Woman Killed by Hit-and-Run On Second Avenue & E. 57th Street

Police are now looking for a black SUV in connection with the incident, which occurred in the wee hours of Wednesday, March 25. It comes less than a week after another hit-and-run killed a 44-year-old man on the corner of Lexington Avenue & E. 60th Street.

| 25 Mar 2026 | 07:21

For the second time in five days, a hit-and-run driver has killed a victim on the Upper East Side.

In the latest, a 69-year-old woman was killed in the wee hours of March 25, with an unidentified suspect driving a black SUV fleeing the scene. Police are still determining who drove the car, a spokesperson told Our Town, and no arrests have been made.

The name of the deceased was not released pending notification of the next of kin.

Cops said that the victim was struck while crossing the intersection of Second Avenue & E. 57th Street, at around 4:28 a.m. She was rushed by responding paramedics to NewYork-Presbyterian/Weill Cornell Medical Center in critical condition, but could not be saved.

Five days earlier, at around 4:43 a.m. on March 20, Harlem resident Terrill Jenkins was run over by a fuel truck reversing against traffic into the intersection of East 61st Street and Lexington Avenue.

Jenkins was also rushed to NewYork-Presbyterian/Weill Cornell Medical Center by EMS, where he died of his injuries.

A suspect in that incident, 33-year-old Florida resident Paul Spano, turned himself into a precinct in Brooklyn by 7 a.m. that day. He was charged with crimes including “leaving the scene of an accident resulting in a fatality” and “failure to use due care resulting in a serious injury.”
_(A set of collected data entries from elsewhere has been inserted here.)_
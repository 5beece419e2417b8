//! Tracing Setup
//!
//! `TigerStyle`: Optional telemetry with graceful fallback. Initialization
//! never panics; a host application that already installed a subscriber
//! keeps it.
//!
//! ## Usage
//!
//! ```rust
//! use mindmap_storage::telemetry::{init_telemetry, TelemetryConfig};
//!
//! init_telemetry(&TelemetryConfig::default());
//! ```
//!
//! ## Environment Variables
//!
//! - `RUST_LOG` - Filter directives (default: "info")

use tracing_subscriber::EnvFilter;

/// Configuration for tracing output.
#[derive(Debug, Clone)]
pub struct TelemetryConfig {
    /// Filter directives used when `RUST_LOG` is unset
    pub default_filter: String,
    /// Emit ANSI color codes
    pub ansi: bool,
}

impl Default for TelemetryConfig {
    fn default() -> Self {
        Self {
            default_filter: "info".to_string(),
            ansi: true,
        }
    }
}

impl TelemetryConfig {
    /// Set the filter used when `RUST_LOG` is unset.
    #[must_use]
    pub fn with_default_filter(mut self, filter: impl Into<String>) -> Self {
        self.default_filter = filter.into();
        self
    }

    /// Disable ANSI color codes (log files, CI).
    #[must_use]
    pub fn without_ansi(mut self) -> Self {
        self.ansi = false;
        self
    }
}

/// Install a formatting subscriber for `tracing` output.
///
/// Returns false if a global subscriber was already installed; the existing
/// one stays in place and a debug event records the collision.
pub fn init_telemetry(config: &TelemetryConfig) -> bool {
    let filter = EnvFilter::try_from_default_env()
        .unwrap_or_else(|_| EnvFilter::new(config.default_filter.clone()));

    let installed = tracing_subscriber::fmt()
        .with_env_filter(filter)
        .with_ansi(config.ansi)
        .with_target(true)
        .try_init()
        .is_ok();

    if !installed {
        tracing::debug!("global tracing subscriber already installed");
    }

    installed
}
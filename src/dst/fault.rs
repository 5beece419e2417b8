//! `FaultInjector` - Probabilistic Fault Injection
//!
//! `TigerStyle`: Explicit fault injection for chaos testing.

use std::collections::HashMap;
use std::sync::Mutex;

use super::rng::DeterministicRng;
use crate::constants::DST_FAULT_PROBABILITY_MAX;

/// Types of faults that can be injected.
///
/// `TigerStyle`: Every fault type is explicit and documented.
#[derive(Debug, Clone, Copy, PartialEq, Eq, Hash)]
pub enum FaultType {
    // =========================================================================
    // Storage Faults
    // =========================================================================
    /// Write operation fails
    StorageWriteFail,
    /// Read operation fails
    StorageReadFail,
    /// Delete operation fails
    StorageDeleteFail,

    // =========================================================================
    // Database Faults
    // =========================================================================
    /// Connection fails
    DbConnectionFail,
    /// Query timeout
    DbQueryTimeout,

    // =========================================================================
    // Document Store Faults
    // =========================================================================
    /// Full-collection enumeration fails
    DocListFail,
}

impl FaultType {
    /// Get the fault type name as a string.
    #[must_use]
    pub fn as_str(&self) -> &'static str {
        match self {
            Self::StorageWriteFail => "storage_write_fail",
            Self::StorageReadFail => "storage_read_fail",
            Self::StorageDeleteFail => "storage_delete_fail",
            Self::DbConnectionFail => "db_connection_fail",
            Self::DbQueryTimeout => "db_query_timeout",
            Self::DocListFail => "doc_list_fail",
        }
    }
}

/// Configuration for a specific fault.
#[derive(Debug, Clone)]
pub struct FaultConfig {
    /// The type of fault
    pub fault_type: FaultType,
    /// Probability of injection (0.0 to 1.0)
    pub probability: f64,
    /// Optional operation filter (substring match)
    pub operation_filter: Option<String>,
    /// Maximum number of injections (None = unlimited)
    pub max_injections: Option<u64>,
}

impl FaultConfig {
    /// Create a new fault configuration.
    ///
    /// # Panics
    /// Panics if probability is not in [0, 1].
    #[must_use]
    pub fn new(fault_type: FaultType, probability: f64) -> Self {
        // Precondition
        assert!(
            (0.0..=DST_FAULT_PROBABILITY_MAX).contains(&probability),
            "probability must be in [0, {DST_FAULT_PROBABILITY_MAX}], got {probability}"
        );

        Self {
            fault_type,
            probability,
            operation_filter: None,
            max_injections: None,
        }
    }

    /// Set operation filter (fault only applies to matching operations).
    #[must_use]
    pub fn with_filter(mut self, filter: impl Into<String>) -> Self {
        self.operation_filter = Some(filter.into());
        self
    }

    /// Set maximum number of injections.
    #[must_use]
    pub fn with_max_injections(mut self, max: u64) -> Self {
        // Precondition
        assert!(max > 0, "max_injections must be positive");
        self.max_injections = Some(max);
        self
    }
}

/// Fault injector for simulation testing.
///
/// `TigerStyle`:
/// - Explicit fault registration
/// - Deterministic through RNG
/// - Interior mutability for sharing via Arc
#[derive(Debug)]
pub struct FaultInjector {
    /// RNG wrapped in Mutex so `should_inject` can take `&self`
    rng: Mutex<DeterministicRng>,
    configs: Vec<FaultConfig>,
    /// Injection counts per fault type
    injection_counts: Mutex<HashMap<FaultType, u64>>,
}

impl FaultInjector {
    /// Create a new fault injector with the given RNG.
    #[must_use]
    pub fn new(rng: DeterministicRng) -> Self {
        Self {
            rng: Mutex::new(rng),
            configs: Vec::new(),
            injection_counts: Mutex::new(HashMap::new()),
        }
    }

    /// Register a fault configuration.
    ///
    /// Registration must happen before sharing via Arc.
    pub fn register(&mut self, config: FaultConfig) {
        self.injection_counts
            .lock()
            .unwrap()
            .entry(config.fault_type)
            .or_insert(0);
        self.configs.push(config);
    }

    /// Check if a fault should be injected for the given operation.
    ///
    /// Returns the fault type if one should be injected, None otherwise.
    pub fn should_inject(&self, operation: &str) -> Option<FaultType> {
        for config in &self.configs {
            if let Some(ref filter) = config.operation_filter {
                if !operation.contains(filter.as_str()) {
                    continue;
                }
            }

            if let Some(max) = config.max_injections {
                let counts = self.injection_counts.lock().unwrap();
                let count = counts.get(&config.fault_type).copied().unwrap_or(0);
                if count >= max {
                    continue;
                }
            }

            let should_inject = {
                let mut rng = self.rng.lock().unwrap();
                rng.next_bool(config.probability)
            };

            if should_inject {
                let mut counts = self.injection_counts.lock().unwrap();
                *counts.entry(config.fault_type).or_insert(0) += 1;
                return Some(config.fault_type);
            }
        }

        None
    }

    /// Get injection counts per fault type name.
    #[must_use]
    pub fn injection_stats(&self) -> HashMap<String, u64> {
        self.injection_counts
            .lock()
            .unwrap()
            .iter()
            .map(|(fault_type, count)| (fault_type.as_str().to_string(), *count))
            .collect()
    }

    /// Get total number of injections.
    #[must_use]
    pub fn total_injections(&self) -> u64 {
        self.injection_counts.lock().unwrap().values().sum()
    }

    /// Reset all statistics.
    pub fn reset_stats(&self) {
        let mut counts = self.injection_counts.lock().unwrap();
        for count in counts.values_mut() {
            *count = 0;
        }
    }
}

/// Builder for `FaultInjector`.
///
/// `TigerStyle`: Builder pattern for clean configuration before sharing via Arc.
pub struct FaultInjectorBuilder {
    rng: DeterministicRng,
    configs: Vec<FaultConfig>,
}

impl FaultInjectorBuilder {
    /// Create a new builder with the given RNG.
    #[must_use]
    pub fn new(rng: DeterministicRng) -> Self {
        Self {
            rng,
            configs: Vec::new(),
        }
    }

    /// Add a fault configuration.
    #[must_use]
    pub fn with_fault(mut self, config: FaultConfig) -> Self {
        self.configs.push(config);
        self
    }

    /// Add common storage faults (read + write).
    #[must_use]
    pub fn with_storage_faults(self, probability: f64) -> Self {
        self.with_fault(FaultConfig::new(FaultType::StorageWriteFail, probability))
            .with_fault(FaultConfig::new(FaultType::StorageReadFail, probability))
    }

    /// Build the `FaultInjector`.
    #[must_use]
    pub fn build(self) -> FaultInjector {
        let mut injector = FaultInjector::new(self.rng);
        for config in self.configs {
            injector.register(config);
        }
        injector
    }
}
//! Integration tests for `copy_all` migration ledgers.
//!
//! The migration contract in one line: every source document gets exactly
//! one ledger entry, in enumeration order, and a failed document never
//! stops the run.

use std::sync::Arc;

use mindmap_storage::dst::SimConfig;
use mindmap_storage::router::{BackendSelection, RouterError, StorageRouter};
use mindmap_storage::storage::{DocumentStore, Record, RecordStore, SimStore};

struct Fixture {
    router: StorageRouter,
    relational: Arc<SimStore>,
    document: Arc<SimStore>,
}

fn fixture() -> Fixture {
    let relational = Arc::new(SimStore::new(SimConfig::with_seed(1)));
    let document = Arc::new(SimStore::new(SimConfig::with_seed(2)));
    let router = StorageRouter::new(
        Arc::clone(&relational) as Arc<dyn RecordStore>,
        Some(Arc::clone(&document) as Arc<dyn DocumentStore>),
        BackendSelection::Relational.into(),
    );
    Fixture {
        router,
        relational,
        document,
    }
}

async fn seed_legacy(document: &SimStore, count: usize) {
    for i in 0..count {
        let data = Record::new()
            .with_field("id", format!("legacy-{i:03}"))
            .with_field("title", format!("note {i}"))
            .with_field("tags", serde_json::json!(["research", i]));
        document.create("legacy_notes", &data).await.unwrap();
    }
}

#[tokio::test]
async fn ledger_has_one_entry_per_document_in_source_order() {
    let f = fixture();
    seed_legacy(&f.document, 20).await;

    let report = f.router.copy_all("legacy_notes", "notes").await.unwrap();

    assert_eq!(report.len(), 20);
    assert!(report.is_complete_success());
    let source_ids: Vec<&str> = report.iter().map(|e| e.source_id.as_str()).collect();
    let expected: Vec<String> = (0..20).map(|i| format!("legacy-{i:03}")).collect();
    assert_eq!(source_ids, expected);
}

#[tokio::test]
async fn migrated_rows_preserve_data_and_gain_provenance() {
    let f = fixture();
    seed_legacy(&f.document, 3).await;

    let report = f.router.copy_all("legacy_notes", "notes").await.unwrap();

    for (i, entry) in report.iter().enumerate() {
        assert!(entry.success);
        assert!(entry.error.is_none());
        let target_id = entry.target_id.as_deref().expect("success carries target id");

        let row = f.relational.read("notes", target_id).await.unwrap().unwrap();
        assert_eq!(row.get_str("title"), Some(format!("note {i}").as_str()));
        assert_eq!(row.get_str("firebase_id"), Some(entry.source_id.as_str()));
        let migrated_at = row.get_str("migrated_at").expect("row carries timestamp");
        assert!(chrono::DateTime::parse_from_rfc3339(migrated_at).is_ok());
    }
}

#[tokio::test]
async fn failed_document_is_recorded_and_the_run_continues() {
    let f = fixture();
    seed_legacy(&f.document, 3).await;

    // Ids in the target come from its seeded rng; a twin store with the
    // same seed reveals the id the second migrated row will get. Occupying
    // it forces a duplicate-key failure for exactly that document.
    let twin = SimStore::new(SimConfig::with_seed(1));
    twin.create("t", &Record::new()).await.unwrap();
    let second_id = twin
        .create("t", &Record::new())
        .await
        .unwrap()
        .id()
        .unwrap()
        .to_string();
    f.relational
        .create("notes", &Record::new().with_field("id", second_id.as_str()))
        .await
        .unwrap();

    let report = f.router.copy_all("legacy_notes", "notes").await.unwrap();

    assert_eq!(report.len(), 3);
    assert_eq!(report.succeeded_count(), 2);
    assert_eq!(report.failed_count(), 1);
    assert!(!report.is_complete_success());

    let outcomes: Vec<bool> = report.iter().map(|e| e.success).collect();
    assert_eq!(outcomes, vec![true, false, true]);

    let failed = &report.entries[1];
    assert_eq!(failed.source_id, "legacy-001");
    assert_eq!(failed.target_id, None);
    assert_eq!(
        failed.error.as_deref(),
        Some(format!("duplicate key: {second_id}").as_str())
    );
}

#[tokio::test]
async fn document_without_id_gets_a_failed_entry() {
    let f = fixture();

    // An empty string is a valid map key for the sim store, but migration
    // refuses to mint provenance from it.
    f.document
        .create(
            "legacy_notes",
            &Record::new().with_field("id", "").with_field("title", "orphan"),
        )
        .await
        .unwrap();
    f.document
        .create(
            "legacy_notes",
            &Record::new().with_field("id", "legacy-ok"),
        )
        .await
        .unwrap();

    let report = f.router.copy_all("legacy_notes", "notes").await.unwrap();

    assert_eq!(report.len(), 2);
    assert!(!report.entries[0].success);
    assert_eq!(report.entries[0].source_id, "");
    assert_eq!(
        report.entries[0].error.as_deref(),
        Some("source document has no id")
    );
    assert!(report.entries[1].success);
    assert_eq!(f.relational.record_count("notes"), 1);
}

#[tokio::test]
async fn migration_without_document_backend_fails_before_io() {
    let relational = Arc::new(SimStore::new(SimConfig::with_seed(1)));
    let router = StorageRouter::new(
        Arc::clone(&relational) as Arc<dyn RecordStore>,
        None,
        BackendSelection::Relational.into(),
    );

    let err = router.copy_all("legacy_notes", "notes").await.unwrap_err();
    assert!(matches!(err, RouterError::DocumentBackendUnavailable));
    assert_eq!(relational.operation_count(), 0);
}

#[tokio::test]
async fn migration_runs_document_to_relational_even_under_document_selection() {
    let relational = Arc::new(SimStore::new(SimConfig::with_seed(1)));
    let document = Arc::new(SimStore::new(SimConfig::with_seed(2)));
    let router = StorageRouter::new(
        Arc::clone(&relational) as Arc<dyn RecordStore>,
        Some(Arc::clone(&document) as Arc<dyn DocumentStore>),
        BackendSelection::Document.into(),
    );
    seed_legacy(&document, 2).await;

    let report = router.copy_all("legacy_notes", "notes").await.unwrap();

    assert!(report.is_complete_success());
    // Rows landed in the relational backend, not back in the document store
    assert_eq!(relational.record_count("notes"), 2);
    assert_eq!(document.record_count("notes"), 0);
}

#[tokio::test]
async fn empty_source_collection_is_a_complete_success() {
    let f = fixture();

    let report = f.router.copy_all("legacy_notes", "notes").await.unwrap();

    assert!(report.is_empty());
    assert!(report.is_complete_success());
    assert_eq!(report.succeeded_count(), 0);
    assert_eq!(report.failed_count(), 0);
}

#[tokio::test]
async fn rerunning_a_migration_reports_fresh_target_ids() {
    let f = fixture();
    seed_legacy(&f.document, 2).await;

    let first = f.router.copy_all("legacy_notes", "notes").await.unwrap();
    let second = f.router.copy_all("legacy_notes", "notes").await.unwrap();

    // No dedup by design: the second run inserts new rows under new ids
    assert!(first.is_complete_success());
    assert!(second.is_complete_success());
    assert_eq!(f.relational.record_count("notes"), 4);

    let first_ids: Vec<_> = first.iter().map(|e| e.target_id.clone()).collect();
    let second_ids: Vec<_> = second.iter().map(|e| e.target_id.clone()).collect();
    assert_ne!(first_ids, second_ids);
}
//! Storage Backend Traits
//!
//! `TigerStyle`: One abstract contract per backend role.
//!
//! # Simulation-First
//!
//! Router tests are written against [`super::SimStore`] before the
//! production backends. All implementations must satisfy the same contract.

use async_trait::async_trait;

use super::error::StorageResult;
use super::record::{Document, Record};

/// Abstract record storage over named collections.
///
/// A collection name maps to a table (relational backends) or a document
/// collection (document backends); no name translation is performed. The
/// contract does no validation, retries, or failover; errors surface to the
/// caller exactly as the backend raised them.
#[async_trait]
pub trait RecordStore: Send + Sync {
    /// Persist a new record, returning it with its assigned `id` field.
    ///
    /// A caller-supplied `id` field is honored; otherwise the backend
    /// assigns one. Inserting an id that already exists is an error.
    async fn create(&self, collection: &str, data: &Record) -> StorageResult<Record>;

    /// Fetch a record by id.
    ///
    /// Returns None if the record does not exist.
    async fn read(&self, collection: &str, id: &str) -> StorageResult<Option<Record>>;

    /// Merge-write fields into an existing record, returning the result.
    ///
    /// Fails with `NotFound` if the id does not exist.
    async fn update(&self, collection: &str, id: &str, data: &Record) -> StorageResult<Record>;

    /// Delete a record by id.
    ///
    /// Returns true if the record existed and was deleted.
    async fn delete(&self, collection: &str, id: &str) -> StorageResult<bool>;
}

/// A record store that can additionally enumerate a whole collection.
///
/// This is the migration source contract. Enumeration materializes every
/// document in memory in one pass, so it suits bounded collections only
/// (see [`crate::constants::MIGRATION_DOCUMENTS_COUNT_MAX`]).
#[async_trait]
pub trait DocumentStore: RecordStore {
    /// Enumerate every document in a collection, in store iteration order.
    async fn list_documents(&self, collection: &str) -> StorageResult<Vec<Document>>;
}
Spano was granted supervised release by a judge, after prosecutors with the Manhattan District Attorney’s office requested either a $75,000 cash bail or $150,000 insurance bond bail.

According to details from Spano’s arraignment, he allegedly knocked Jenkins to the ground before running him over completely. He then reportedly disembarked from the fuel truck, glanced at the grievously injured Jenkins, and hopped back in the truck and drove away without rendering assistance to the dying man.
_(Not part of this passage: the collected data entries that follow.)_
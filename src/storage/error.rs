//! Storage Errors
//!
//! `TigerStyle`: Explicit error types with context.

use thiserror::Error;

/// Errors from backend storage operations.
#[derive(Debug, Clone, Error)]
pub enum StorageError {
    /// Record not found
    #[error("record not found: {id}")]
    NotFound {
        /// Record ID that was not found
        id: String,
    },

    /// Record already exists (insert-only operations)
    #[error("duplicate key: {id}")]
    AlreadyExists {
        /// Record ID that already exists
        id: String,
    },

    /// Invalid collection or table name
    #[error("invalid collection name: {name}")]
    InvalidCollection {
        /// The rejected name
        name: String,
    },

    /// Connection error
    #[error("connection error: {message}")]
    Connection {
        /// Connection error message
        message: String,
    },

    /// Query error
    #[error("query error: {message}")]
    Query {
        /// Query error message
        message: String,
    },

    /// Serialization error
    #[error("serialization error: {message}")]
    Serialization {
        /// Serialization error message
        message: String,
    },

    /// Simulated fault (for DST)
    #[error("simulated fault: {fault_type}")]
    SimulatedFault {
        /// Type of simulated fault
        fault_type: String,
    },

    /// Internal error
    #[error("internal error: {message}")]
    Internal {
        /// Error message
        message: String,
    },
}

impl StorageError {
    /// Create a not found error.
    #[must_use]
    pub fn not_found(id: impl Into<String>) -> Self {
        Self::NotFound { id: id.into() }
    }

    /// Create an already exists error.
    #[must_use]
    pub fn already_exists(id: impl Into<String>) -> Self {
        Self::AlreadyExists { id: id.into() }
    }

    /// Create an invalid collection error.
    #[must_use]
    pub fn invalid_collection(name: impl Into<String>) -> Self {
        Self::InvalidCollection { name: name.into() }
    }

    /// Create a connection error.
    #[must_use]
    pub fn connection(message: impl Into<String>) -> Self {
        Self::Connection {
            message: message.into(),
        }
    }

    /// Create a query error.
    #[must_use]
    pub fn query(message: impl Into<String>) -> Self {
        Self::Query {
            message: message.into(),
        }
    }

    /// Create a serialization error.
    #[must_use]
    pub fn serialization(message: impl Into<String>) -> Self {
        Self::Serialization {
            message: message.into(),
        }
    }

    /// Create a simulated fault error.
    #[must_use]
    pub fn simulated_fault(fault_type: impl Into<String>) -> Self {
        Self::SimulatedFault {
            fault_type: fault_type.into(),
        }
    }

    /// Create an internal error.
    #[must_use]
    pub fn internal(message: impl Into<String>) -> Self {
        Self::Internal {
            message: message.into(),
        }
    }

    /// Create a read error (wraps query error for reads).
    #[must_use]
    pub fn read(message: impl Into<String>) -> Self {
        Self::Query {
            message: format!("read: {}", message.into()),
        }
    }

    /// Create a write error (wraps query error for writes).
    #[must_use]
    pub fn write(message: impl Into<String>) -> Self {
        Self::Query {
            message: format!("write: {}", message.into()),
        }
    }

    /// Check if this is a transient error (can be retried by callers).
    #[must_use]
    pub fn is_transient(&self) -> bool {
        matches!(self, Self::Connection { .. } | Self::SimulatedFault { .. })
    }
}

/// Result type for storage operations.
pub type StorageResult<T> = Result<T, StorageError>;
Relatives of Jenkins, including his uncle Peter Mulligan, later told the Daily News that Jenkins had called his coworkers at the Home Depot where he worked as he lay injured on the ground and was fading in and out of consciousness. Workers ran out of the store, but could not find him. He had worked there for eight years, a certificate he received reportedly noted.

Another destructive hit-and-run resulted in death outside the famed Apollo Theater in Harlem last week, as well, just nine hours before Jenkins was run over.
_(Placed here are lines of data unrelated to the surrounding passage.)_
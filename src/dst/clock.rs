//! `SimClock` - Simulated Time
//!
//! `TigerStyle`: Deterministic, controllable time for simulation. Time only
//! moves forward, and never reads the system clock.

use std::sync::atomic::{AtomicU64, Ordering};
use std::sync::Arc;

use chrono::{DateTime, Utc};

use crate::constants::{DST_TIME_ADVANCE_MS_MAX, TIME_MS_PER_SEC};

/// A simulated clock for deterministic testing.
///
/// Thread-safe via `Arc<AtomicU64>`; clones share the same time source.
#[derive(Debug, Clone, Default)]
pub struct SimClock {
    /// Current time in milliseconds since epoch
    current_ms: Arc<AtomicU64>,
}

impl SimClock {
    /// Create a new clock starting at the Unix epoch.
    #[must_use]
    pub fn new() -> Self {
        Self::default()
    }

    /// Create a clock starting at the given millisecond timestamp.
    #[must_use]
    pub fn at_ms(start_ms: u64) -> Self {
        Self {
            current_ms: Arc::new(AtomicU64::new(start_ms)),
        }
    }

    /// Get current time in milliseconds.
    #[must_use]
    pub fn now_ms(&self) -> u64 {
        self.current_ms.load(Ordering::SeqCst)
    }

    /// Get current time in seconds (truncated).
    #[must_use]
    pub fn now_secs(&self) -> u64 {
        self.now_ms() / TIME_MS_PER_SEC
    }

    /// Get current time as `DateTime<Utc>`.
    #[must_use]
    pub fn now(&self) -> DateTime<Utc> {
        DateTime::from_timestamp_millis(self.now_ms() as i64)
            .unwrap_or_else(|| DateTime::from_timestamp(0, 0).unwrap())
    }

    /// Advance time by the given milliseconds, returning the new time.
    ///
    /// # Panics
    /// Panics if ms exceeds [`DST_TIME_ADVANCE_MS_MAX`].
    pub fn advance_ms(&self, ms: u64) -> u64 {
        // Precondition
        assert!(
            ms <= DST_TIME_ADVANCE_MS_MAX,
            "advance_ms({ms}) exceeds max ({DST_TIME_ADVANCE_MS_MAX})"
        );

        let old_time = self.current_ms.fetch_add(ms, Ordering::SeqCst);
        let new_time = old_time.saturating_add(ms);

        // Postcondition
        assert!(new_time >= old_time, "time must not go backwards");

        new_time
    }

    /// Advance time by the given seconds, returning the new time in ms.
    pub fn advance_secs(&self, secs: u64) -> u64 {
        self.advance_ms(secs * TIME_MS_PER_SEC)
    }
}

#[cfg(test)]
mod tests {
    use super::*;

    #[test]
    fn test_starts_at_zero() {
        let clock = SimClock::new();
        assert_eq!(clock.now_ms(), 0);
    }

    #[test]
    fn test_advance() {
        let clock = SimClock::new();

        assert_eq!(clock.advance_ms(500), 500);
        assert_eq!(clock.advance_secs(2), 2500);
        assert_eq!(clock.now_ms(), 2500);
        assert_eq!(clock.now_secs(), 2);
    }

    #[test]
    fn test_clones_share_time() {
        let clock = SimClock::at_ms(1000);
        let clone = clock.clone();

        clock.advance_ms(500);
        assert_eq!(clone.now_ms(), 1500);
    }

    #[test]
    fn test_now_datetime() {
        let clock = SimClock::at_ms(86_400_000); // 1970-01-02
        assert_eq!(clock.now().to_rfc3339(), "1970-01-02T00:00:00+00:00");
    }

    #[test]
    #[should_panic(expected = "exceeds max")]
    fn test_advance_too_far_panics() {
        let clock = SimClock::new();
        clock.advance_ms(DST_TIME_ADVANCE_MS_MAX + 1);
    }
}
Cops say that a 49-year-old driver of an SUV, who was reportedly high on PCP, sped east down W. 125th Street at around 8 p.m. on March 19—killing a young delivery biker from the Dominican Republic, seriously wounding another, and mildly injuring additional pedestrians.

The suspect in that case, Bronx resident Kevin Crosby, had reportedly lost control of his vehicle at a speed of around 60 mph. He was charged with aggravated vehicular homicide, manslaughter in the second degree, and operating a motor vehicle while under the influence of drugs.

The victim, Darly Zacarias, 28, was killed just a day before his son’s 10th birthday. Crosby also reportedly slammed into an unoccupied police cruiser, which itself was shoved into a Lexus. He then hit a parked Toyota RAV4 and ended up crashing the SUV into a tractor-trailer, before being taken into custody at the scene.

A 23-year-old man and 28 year-old woman sitting in the Lexus, as well as a man sitting in the parked Toyota, were all taken to Harlem Hospital in stable condition.